* [AVAILABLE RECORDS]
'''

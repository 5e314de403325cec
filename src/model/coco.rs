// 该文件是 Beifeng （北风） 项目的一部分。
// src/model/coco.rs - COCO 类别名称
//
// 本程序遵循 GNU Affero 通用公共许可证（AGPL）许可协议。
// 本程序的发布旨在提供实用价值，但不作任何形式的担保，
// 包括但不限于对适销性或特定用途适用性的默示担保。
// 更多详情请参阅 GNU 通用公共许可证。
//
// Copyright (C) 2026 Johann Li <me@qinka.pro>, ETVP

pub const COCO_CLASS_NUM: usize = 80;

#[rustfmt::skip]
pub const COCO_CLASSES: [&str; COCO_CLASS_NUM] = [
  "person", "bicycle", "car", "motorcycle", "airplane", "bus", "train", "truck",
  "boat", "traffic light", "fire hydrant", "stop sign", "parking meter", "bench",
  "bird", "cat", "dog", "horse", "sheep", "cow", "elephant", "bear", "zebra",
  "giraffe", "backpack", "umbrella", "handbag", "tie", "suitcase", "frisbee",
  "skis", "snowboard", "sports ball", "kite", "baseball bat", "baseball glove",
  "skateboard", "surfboard", "tennis racket", "bottle", "wine glass", "cup",
  "fork", "knife", "spoon", "bowl", "banana", "apple", "sandwich", "orange",
  "broccoli", "carrot", "hot dog", "pizza", "donut", "cake", "chair", "couch",
  "potted plant", "bed", "dining table", "toilet", "tv", "laptop", "mouse",
  "remote", "keyboard", "cell phone", "microwave", "oven", "toaster", "sink",
  "refrigerator", "book", "clock", "vase", "scissors", "teddy bear",
  "hair drier", "toothbrush",
];

/// 超出 COCO 范围的类别返回 "unknown"
pub fn label_name(class_id: u32) -> &'static str {
  COCO_CLASSES
    .get(class_id as usize)
    .copied()
    .unwrap_or("unknown")
}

'''

* [ACTIVITY] Reproduce, with no other lines, the one containing "- COCO 类别名称" and all lines after it through the end of the data above.

* [TASK RESPONSE]
// src/model/coco.rs - COCO 类别名称
//
// 本程序遵循 GNU Affero 通用公共许可证（AGPL）许可协议。
// 本程序的发布旨在提供实用价值，但不作任何形式的担保，
// 包括但不限于对适销性或特定用途适用性的默示担保。
// 更多详情请参阅 GNU 通用公共许可证。
//
// Copyright (C) 2026 Johann Li <me@qinka.pro>, ETVP

pub const COCO_CLASS_NUM: usize = 80;

#[rustfmt::skip]
pub const COCO_CLASSES: [&str; COCO_CLASS_NUM] = [
  "person", "bicycle", "car", "motorcycle", "airplane", "bus", "train", "truck",
  "boat", "traffic light", "fire hydrant", "stop sign", "parking meter", "bench",
  "bird", "cat", "dog", "horse", "sheep", "cow", "elephant", "bear", "zebra",
  "giraffe", "backpack", "umbrella", "handbag", "tie", "suitcase", "frisbee",
  "skis", "snowboard", "sports ball", "kite", "baseball bat", "baseball glove",
  "skateboard", "surfboard", "tennis racket", "bottle", "wine glass", "cup",
  "fork", "knife", "spoon", "bowl", "banana", "apple", "sandwich", "orange",
  "broccoli", "carrot", "hot dog", "pizza", "donut", "cake", "chair", "couch",
  "potted plant", "bed", "dining table", "toilet", "tv", "laptop", "mouse",
  "remote", "keyboard", "cell phone", "microwave", "oven", "toaster", "sink",
  "refrigerator", "book", "clock", "vase", "scissors", "teddy bear",
  "hair drier", "toothbrush",
];

/// 超出 COCO 范围的类别返回 "unknown"
pub fn label_name(class_id: u32) -> &'static str {
  COCO_CLASSES
    .get(class_id as usize)
    .copied()
    .unwrap_or("unknown")
}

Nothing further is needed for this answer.